Monday, April 26, 2010

Connected we succeed, divided we default

At Madura Microfinance, one of our primary assumptions is that women who are more informed and better connected will be more successful and make more productive use of loans. So, much of our efforts are aimed at increasing networks and access to information among our members. A PhD Student from Oxford, Sangamitra Ramachander, recently studied our women’s borrower groups to see what kind of factors predicted whether a group went successfully on to the next higher level loan or would default. This is still a work in progress but there are some very interesting results. Here is one odd one that stood out to me. She found that women that travelled more frequently to neighbouring villages (but surprisingly not the nearest towns) were several times more likely to be successful rather than default. It’s not clear whether this factor is causal or the outcome of their success but it’s something worth exploring further. Possibly, women who travel more to neighbouring villages are more informed about local markets and better connected within them?

Monday, April 19, 2010

Driving socioeconomic change by making women more dependent

Yes, I meant to type dependent. Here’s why.

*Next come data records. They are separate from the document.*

//! Compact duration strings: `"15m"`, `"2h"`, `"2d"`, `"3w"`.

use chrono::Duration;

#[derive(Debug, Clone, PartialEq, Eq, thiserror::Error)]
pub enum DurationParseError {
    #[error("empty duration")]
    Empty,

    #[error("unknown time unit '{0}' (expected one of m, h, d, w)")]
    UnknownUnit(char),

    #[error("invalid duration amount '{0}'")]
    InvalidAmount(String),
}

/// Parse `<integer><unit>` where unit is minutes, hours, days or weeks.
pub fn parse_duration(input: &str) -> Result<Duration, DurationParseError> {
    let input = input.trim();
    let unit = input.chars().last().ok_or(DurationParseError::Empty)?;
    let amount = &input[..input.len() - unit.len_utf8()];
    let amount: i64 = amount
        .parse()
        .map_err(|_| DurationParseError::InvalidAmount(amount.to_string()))?;

    let duration = match unit {
        'm' => Duration::try_minutes(amount),
        'h' => Duration::try_hours(amount),
        'd' => Duration::try_days(amount),
        'w' => Duration::try_weeks(amount),
        other => return Err(DurationParseError::UnknownUnit(other)),
    };
    duration.ok_or_else(|| DurationParseError::InvalidAmount(amount.to_string()))
}

/// Inverse of [`parse_duration`] for log output: the largest unit that divides evenly.
pub fn format_duration(duration: Duration) -> String {
    let minutes = duration.num_minutes();
    if duration != Duration::minutes(minutes) {
        return format!("{}s", duration.num_seconds());
    }
    match minutes {
        0 => "0m".to_string(),
        m if m % (60 * 24 * 7) == 0 => format!("{}w", m / (60 * 24 * 7)),
        m if m % (60 * 24) == 0 => format!("{}d", m / (60 * 24)),
        m if m % 60 == 0 => format!("{}h", m / 60),
        m => format!("{m}m"),
    }
}

#[cfg(test)]
mod tests {
    use super::*;
    use rstest::rstest;

    #[rstest]
    #[case::minutes("15m", Duration::minutes(15))]
    #[case::hours("2h", Duration::hours(2))]
    #[case::days("2d", Duration::days(2))]
    #[case::weeks("3w", Duration::days(21))]
    #[case::padded(" 1d ", Duration::days(1))]
    fn parses_supported_units(#[case] input: &str, #[case] expected: Duration) {
        assert_eq!(parse_duration(input), Ok(expected));
    }

    #[rstest]
    #[case(Duration::minutes(90), "90m")]
    #[case(Duration::hours(48), "2d")]
    #[case(Duration::days(14), "2w")]
    #[case(Duration::seconds(30), "30s")]
    fn formats_with_largest_even_unit(#[case] input: Duration, #[case] expected: &str) {
        assert_eq!(format_duration(input), expected);
    }

    #[test]
    fn rejects_bad_input() {
        assert_eq!(parse_duration(""), Err(DurationParseError::Empty));
        assert_eq!(parse_duration("2y"), Err(DurationParseError::UnknownUnit('y')));
        assert_eq!(
            parse_duration("xd"),
            Err(DurationParseError::InvalidAmount("x".to_string()))
        );
    }
}
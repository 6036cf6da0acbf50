//! Ports: the seams between the engine and the remote service.
//!
//! Service ports are async (`async_trait`) but the engine awaits every call
//! in sequence. `impls::memory::InMemoryProject` implements all of them.

pub mod catalog;
pub mod clock;
pub mod grouping;
pub mod id_generator;
pub mod mutation;
pub mod source;

pub use self::catalog::Catalog;
pub use self::clock::{Clock, FixedClock, SystemClock};
pub use self::grouping::GroupingService;
pub use self::id_generator::{IdGenerator, UlidGenerator};
pub use self::mutation::MutationService;
pub use self::source::ItemSource;
//! GroupingService port: section contents and in-section ordering.

use async_trait::async_trait;

use crate::domain::{Item, ItemId, Placement, ProjectId, SectionId, ServiceError};

#[async_trait]
pub trait GroupingService: Send + Sync {
    /// Items of a section in their current display order.
    async fn list_items(&self, section: &SectionId) -> Result<Vec<Item>, ServiceError>;

    /// Move `item` next to another item of the same section.
    async fn reorder(
        &self,
        project: &ProjectId,
        item: &ItemId,
        placement: &Placement,
    ) -> Result<(), ServiceError>;
}
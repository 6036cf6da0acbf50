//! MutationService port: applies one resolved mutation to one item.

use async_trait::async_trait;

use crate::domain::{ItemId, Mutation, ServiceError};

/// Errors carry an [`ErrorKind`](crate::domain::ErrorKind):
/// transient failures abort the run, the others skip the mutation.
#[async_trait]
pub trait MutationService: Send + Sync {
    async fn apply(&self, item: &ItemId, mutation: &Mutation) -> Result<(), ServiceError>;
}
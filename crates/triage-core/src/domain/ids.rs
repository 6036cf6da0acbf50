//! Domain identifiers (strongly-typed IDs).
//!
//! Two families live here:
//! - `Gid<T>`: opaque string ids handed out by the remote service (items,
//!   projects, sections, custom fields, enum options, users).
//! - `RunId`: ULID generated locally for every `triage()` / `sort()` run, so the
//!   log lines and the report of one run can be correlated.
//!
//! Both use the phantom marker pattern: `T` only exists at compile time, so an
//! `ItemId` can never be passed where a `SectionId` is expected.

use serde::{Deserialize, Serialize};
use std::fmt;
use std::marker::PhantomData;
use ulid::Ulid;

/// Marker trait for each id kind.
///
/// `kind()` is used by `Display`, e.g. `Item(1203)` or `run-01HV...`.
pub trait IdMarker: Send + Sync + 'static {
    fn kind() -> &'static str;
}

/// Remote global id.
#[derive(Debug, Clone, PartialEq, Eq, Hash, PartialOrd, Ord, Serialize, Deserialize)]
#[serde(transparent)]
pub struct Gid<T: IdMarker> {
    value: String,
    #[serde(skip)]
    _marker: PhantomData<T>,
}

impl<T: IdMarker> Gid<T> {
    pub fn new(value: impl Into<String>) -> Self {
        Self {
            value: value.into(),
            _marker: PhantomData,
        }
    }

    pub fn as_str(&self) -> &str {
        &self.value
    }
}

impl<T: IdMarker> From<&str> for Gid<T> {
    fn from(value: &str) -> Self {
        Self::new(value)
    }
}

impl<T: IdMarker> From<String> for Gid<T> {
    fn from(value: String) -> Self {
        Self::new(value)
    }
}

impl<T: IdMarker> fmt::Display for Gid<T> {
    fn fmt(&self, f: &mut fmt::Formatter<'_>) -> fmt::Result {
        write!(f, "{}({})", T::kind(), self.value)
    }
}

/// Locally generated, time-sortable id.
#[repr(transparent)]
#[derive(Debug, Clone, Copy, PartialEq, Eq, Hash, PartialOrd, Ord, Serialize, Deserialize)]
#[serde(transparent)]
pub struct LocalId<T: IdMarker> {
    ulid: Ulid,
    #[serde(skip)]
    _marker: PhantomData<T>,
}

impl<T: IdMarker> LocalId<T> {
    pub fn from_ulid(ulid: Ulid) -> Self {
        Self {
            ulid,
            _marker: PhantomData,
        }
    }

    pub fn as_ulid(&self) -> Ulid {
        self.ulid
    }
}

impl<T: IdMarker> From<Ulid> for LocalId<T> {
    fn from(ulid: Ulid) -> Self {
        Self::from_ulid(ulid)
    }
}

impl<T: IdMarker> fmt::Display for LocalId<T> {
    fn fmt(&self, f: &mut fmt::Formatter<'_>) -> fmt::Result {
        write!(f, "{}-{}", T::kind(), self.ulid)
    }
}

// ========================================
// Marker types
// ========================================

macro_rules! id_marker {
    ($(#[$meta:meta])* $name:ident => $kind:literal) => {
        $(#[$meta])*
        #[derive(Debug, Clone, Copy, PartialEq, Eq, Hash, PartialOrd, Ord)]
        pub enum $name {}

        impl IdMarker for $name {
            fn kind() -> &'static str {
                $kind
            }
        }
    };
}

id_marker!(
    /// Marker for work items (tasks).
    Item => "Item"
);
id_marker!(Project => "Project");
id_marker!(Section => "Section");
id_marker!(Field => "CustomField");
id_marker!(EnumOption => "EnumOption");
id_marker!(User => "User");
id_marker!(Story => "Story");
id_marker!(
    /// Marker for a single triage/sort run.
    Run => "run"
);

// ========================================
// Type aliases
// ========================================

pub type ItemId = Gid<Item>;
pub type ProjectId = Gid<Project>;
pub type SectionId = Gid<Section>;
pub type FieldId = Gid<Field>;
pub type OptionId = Gid<EnumOption>;
pub type UserId = Gid<User>;
pub type StoryId = Gid<Story>;

/// Identifier of one engine run.
pub type RunId = LocalId<Run>;
//! App layer: wires predicates, rules, workflows and sorters to the ports.
//!
//! # Components
//! - **TriagerConfig**: project, timezone, dry run (in code or from env)
//! - **TriagerBuilder**: registration and fail-fast validation against the project schema
//! - **Triager**: `triage()` and `sort()` passes, each producing a `RunReport`
//! - **Dispatcher** (internal): resolve, apply or plan, and record each action

pub mod builder;
pub mod config;
mod dispatch;
pub mod triager;

pub use self::builder::{BuildError, Collaborators, TriagerBuilder};
pub use self::config::{ConfigError, EnvReader, ProcessEnv, TriagerConfig, parse_offset};
pub use self::triager::Triager;
//! Where a workflow keeps each item's current stage.

use crate::domain::{Action, Item, ProjectSchema};

/// Why the current stage of an item could not be determined.
#[derive(Debug, Clone, PartialEq, Eq, thiserror::Error)]
pub enum UnreadableStage {
    #[error("item is not in project '{project}'")]
    NotInProject { project: String },

    #[error("item has no custom field '{field}'")]
    MissingField { field: String },

    #[error("custom field '{field}' is not an enum field")]
    NotAnEnumField { field: String },

    #[error("stage '{stage}' is not part of the workflow")]
    UnknownStage { stage: String },

    #[error("external data is malformed: {0}")]
    MalformedExternal(String),
}

/// Reads and writes the stage an item is in.
///
/// Implementations only translate between a stage name and the item; the
/// decision of which stage an item belongs in lives in the workflow.
pub trait StageStore: Send + Sync {
    /// `Ok(None)` when the item has not entered any stage yet.
    fn read_stage(&self, item: &Item) -> Result<Option<String>, UnreadableStage>;

    /// The action that records `stage` as the item's current stage.
    fn write_stage(&self, item: &Item, stage: &str) -> Action;

    /// Check that every stage can be stored in this project. Returns the reason on failure.
    fn validate(&self, schema: &ProjectSchema, stages: &[&str]) -> Result<(), String>;

    /// Short description for logs, e.g. `section(Bugs)`.
    fn describe(&self) -> String;
}
//! Domain model (ids, items, project schema, actions, errors, run report).

pub mod action;
pub mod duration;
pub mod errors;
pub mod ids;
pub mod item;
pub mod project;
pub mod report;

pub use action::{Action, Mutation, Resolution};
pub use duration::{DurationParseError, format_duration, parse_duration};
pub use errors::{
    ErrorKind, HandlerError, SchemaError, ServiceError, TriageError, WorkflowError,
};
pub use ids::{FieldId, ItemId, OptionId, ProjectId, RunId, SectionId, StoryId, UserId};
pub use item::{
    CustomField, EnumOption, External, FieldValue, Item, Membership, ProjectRef, SectionRef,
    Story, StoryKind, User,
};
pub use project::{CustomFieldDef, FieldKind, Move, Placement, ProjectSchema};
pub use report::{
    ActionRecord, MoveRecord, Origin, RuleFailure, RunKind, RunReport, RunSummary, SkipReason,
    SkippedAction, SkippedMove, SortWarning, WorkflowNote, WorkflowStatus,
};
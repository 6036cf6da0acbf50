//! Stages as sections of a project: the item's section is its stage.

use super::store::{StageStore, UnreadableStage};
use crate::domain::{Action, Item, ProjectSchema};

#[derive(Debug, Clone, PartialEq, Eq)]
pub struct SectionStore {
    project: String,
}

impl SectionStore {
    pub fn new(project: impl Into<String>) -> Self {
        Self {
            project: project.into(),
        }
    }
}

impl StageStore for SectionStore {
    fn read_stage(&self, item: &Item) -> Result<Option<String>, UnreadableStage> {
        let membership =
            item.membership_in(&self.project)
                .ok_or_else(|| UnreadableStage::NotInProject {
                    project: self.project.clone(),
                })?;
        Ok(membership.section.as_ref().map(|s| s.name.clone()))
    }

    fn write_stage(&self, _: &Item, stage: &str) -> Action {
        Action::move_to_section(self.project.clone(), stage)
    }

    fn validate(&self, schema: &ProjectSchema, stages: &[&str]) -> Result<(), String> {
        if schema.project.name != self.project {
            return Err(format!(
                "stages live in project '{}' but the triager runs on '{}'",
                self.project, schema.project.name
            ));
        }
        match stages.iter().find(|s| schema.section(s).is_none()) {
            Some(missing) => Err(format!(
                "project '{}' has no section '{missing}'",
                self.project
            )),
            None => Ok(()),
        }
    }

    fn describe(&self) -> String {
        format!("section({})", self.project)
    }
}
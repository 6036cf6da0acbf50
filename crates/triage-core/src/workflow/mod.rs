//! Workflow state machine.
//!
//! A workflow is an ordered list of stages. Each run, an item's target stage
//! is the highest-index stage whose entry predicate holds; stages in between
//! need not hold. Items only move forward:
//!
//! ```text
//!   current  target      decision
//!   -------  ----------  -----------------------------------------
//!   any      none        Undetermined (warn, leave the item alone)
//!   s        s           Unchanged (on-enter actions do not refire)
//!   s        t < s       Held (never moved backwards)
//!   s/None   t > s       Advance: write t, then t's on-enter actions
//! ```
//!
//! Where the current stage lives is a [`StageStore`] strategy: a section of a
//! project, an enum custom field, or the item's external data.

pub mod enum_field;
pub mod external;
pub mod section;
pub mod stage;
pub mod store;

pub use enum_field::EnumFieldStore;
pub use external::ExternalStore;
pub use section::SectionStore;
pub use stage::WorkflowStage;
pub use store::{StageStore, UnreadableStage};

use std::collections::HashSet;
use std::fmt;
use std::sync::Arc;

use tracing::debug;

use crate::domain::{Action, Item, ProjectSchema, WorkflowError};
use crate::predicates::{EvalContext, Predicate};

/// What the workflow wants to do with one item this run.
#[derive(Debug, Clone, PartialEq)]
pub enum StageDecision {
    Unchanged,
    Advance {
        from: Option<String>,
        to: String,
        /// Records the new stage; dispatched first.
        write: Action,
        /// Dispatched only if `write` succeeds.
        on_enter: Vec<Action>,
    },
    Undetermined {
        current: Option<String>,
    },
    Unreadable {
        reason: UnreadableStage,
    },
    Held {
        current: String,
        target: String,
    },
}

pub struct Workflow {
    name: String,
    stages: Vec<WorkflowStage>,
    store: Arc<dyn StageStore>,
}

impl Workflow {
    /// Fails when `stages` is empty or names a stage twice.
    pub fn new(
        name: impl Into<String>,
        stages: Vec<WorkflowStage>,
        store: impl StageStore + 'static,
    ) -> Result<Self, WorkflowError> {
        let name = name.into();
        if stages.is_empty() {
            return Err(WorkflowError::NoStages { workflow: name });
        }
        let mut seen = HashSet::new();
        for stage in &stages {
            if !seen.insert(stage.name()) {
                return Err(WorkflowError::DuplicateStage {
                    workflow: name,
                    stage: stage.name().to_string(),
                });
            }
        }
        Ok(Self {
            name,
            stages,
            store: Arc::new(store),
        })
    }

    /// Stages are the sections (same names) of `project`.
    pub fn sections(
        project: impl Into<String>,
        stages: Vec<WorkflowStage>,
    ) -> Result<Self, WorkflowError> {
        let project = project.into();
        Self::new(project.clone(), stages, SectionStore::new(project))
    }

    /// Stages are the options (same names) of the enum custom field `field`.
    pub fn enum_field(
        field: impl Into<String>,
        stages: Vec<WorkflowStage>,
    ) -> Result<Self, WorkflowError> {
        let field = field.into();
        Self::new(field.clone(), stages, EnumFieldStore::new(field))
    }

    /// Stages are recorded in external data under this workflow's name.
    pub fn external(
        name: impl Into<String>,
        stages: Vec<WorkflowStage>,
    ) -> Result<Self, WorkflowError> {
        let name = name.into();
        Self::new(name.clone(), stages, ExternalStore::new(name))
    }

    pub fn name(&self) -> &str {
        &self.name
    }

    pub fn stages(&self) -> &[WorkflowStage] {
        &self.stages
    }

    pub fn stage_names(&self) -> Vec<&str> {
        self.stages.iter().map(|s| s.name()).collect()
    }

    pub fn store(&self) -> &dyn StageStore {
        self.store.as_ref()
    }

    /// Check the store can hold every stage in this project.
    pub fn validate(&self, schema: &ProjectSchema) -> Result<(), String> {
        self.store.validate(schema, &self.stage_names())
    }

    /// Index of the item's current stage; `Ok(None)` before the first stage.
    pub fn current_stage(&self, item: &Item) -> Result<Option<usize>, UnreadableStage> {
        match self.store.read_stage(item)? {
            None => Ok(None),
            Some(name) => self
                .stages
                .iter()
                .position(|s| s.name() == name)
                .map(Some)
                .ok_or(UnreadableStage::UnknownStage { stage: name }),
        }
    }

    pub fn decide(&self, item: &Item, ctx: &EvalContext) -> StageDecision {
        let current = match self.current_stage(item) {
            Ok(current) => current,
            Err(reason) => return StageDecision::Unreadable { reason },
        };
        let current_name = current.map(|i| self.stages[i].name().to_string());

        let Some(target) = self
            .stages
            .iter()
            .rposition(|s| s.to_enter().evaluate(item, ctx))
        else {
            return StageDecision::Undetermined {
                current: current_name,
            };
        };
        let target_stage = &self.stages[target];

        match current {
            Some(c) if c == target => StageDecision::Unchanged,
            Some(c) if target < c => {
                debug!(
                    workflow = %self.name,
                    item = %item.id,
                    current = %self.stages[c].name(),
                    target = %target_stage.name(),
                    "stage held"
                );
                StageDecision::Held {
                    current: self.stages[c].name().to_string(),
                    target: target_stage.name().to_string(),
                }
            }
            _ => StageDecision::Advance {
                from: current_name,
                to: target_stage.name().to_string(),
                write: self.store.write_stage(item, target_stage.name()),
                on_enter: target_stage.on_enter_actions().to_vec(),
            },
        }
    }

    /// Predicate: the item has not entered any stage of this workflow yet.
    pub fn unstaged(&self) -> Unstaged {
        Unstaged {
            workflow: self.name.clone(),
            store: self.store.clone(),
        }
    }
}

impl fmt::Debug for Workflow {
    fn fmt(&self, f: &mut fmt::Formatter<'_>) -> fmt::Result {
        f.debug_struct("Workflow")
            .field("name", &self.name)
            .field("store", &self.store.describe())
            .field("stages", &self.stages)
            .finish()
    }
}

impl fmt::Display for Workflow {
    fn fmt(&self, f: &mut fmt::Formatter<'_>) -> fmt::Result {
        write!(f, "Workflow({})", self.name)
    }
}

/// See [`Workflow::unstaged`].
pub struct Unstaged {
    workflow: String,
    store: Arc<dyn StageStore>,
}

impl Predicate for Unstaged {
    fn evaluate(&self, item: &Item, _: &EvalContext) -> bool {
        matches!(self.store.read_stage(item), Ok(None))
    }
}

impl fmt::Display for Unstaged {
    fn fmt(&self, f: &mut fmt::Formatter<'_>) -> fmt::Result {
        write!(f, "Unstaged({})", self.workflow)
    }
}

One of the great drivers of mankind’s progress has been our ability to specialize in our knowledge and functions, organize as groups or entities that share knowledge and create amazing things that no individual could do on his or her own. Done well, the outcomes of organizations are far greater than the sum of its parts. The most awesome things that mankind has created – jet planes, space stations, the power grid, they are all borne of interconnected, highly dependent networks of people. Our (Madura’s) women micro-entrepreneurs are the antithesis of this dependence. They are highly unspecialized and operate independently (women, only because that’s who we serve, but this applies to men too). These micro-entrepreneurs strategize, produce, market, manage accounts and do everything on their own. This means that they rarely have the opportunity to benefit from the knowledge of others and rarely have the opportunity to gain deep functional expertise as they are so busy doing a little of everything. That’s a huge limitation on what they are able to achieve. It is remarkable how few of our women borrowers think to band together and create something bigger than any one of them could do alone and I often wonder why this is. Most of the women I have talked to who have grouped in twos or threes have only done so in order to pool their loans to afford an asset, not for aspirational reasons. I’ve been thinking about what drives organization in society and not coming up with a satisfying hypothesis yet. If we could figure this out, it could be very powerful. Ideas folks?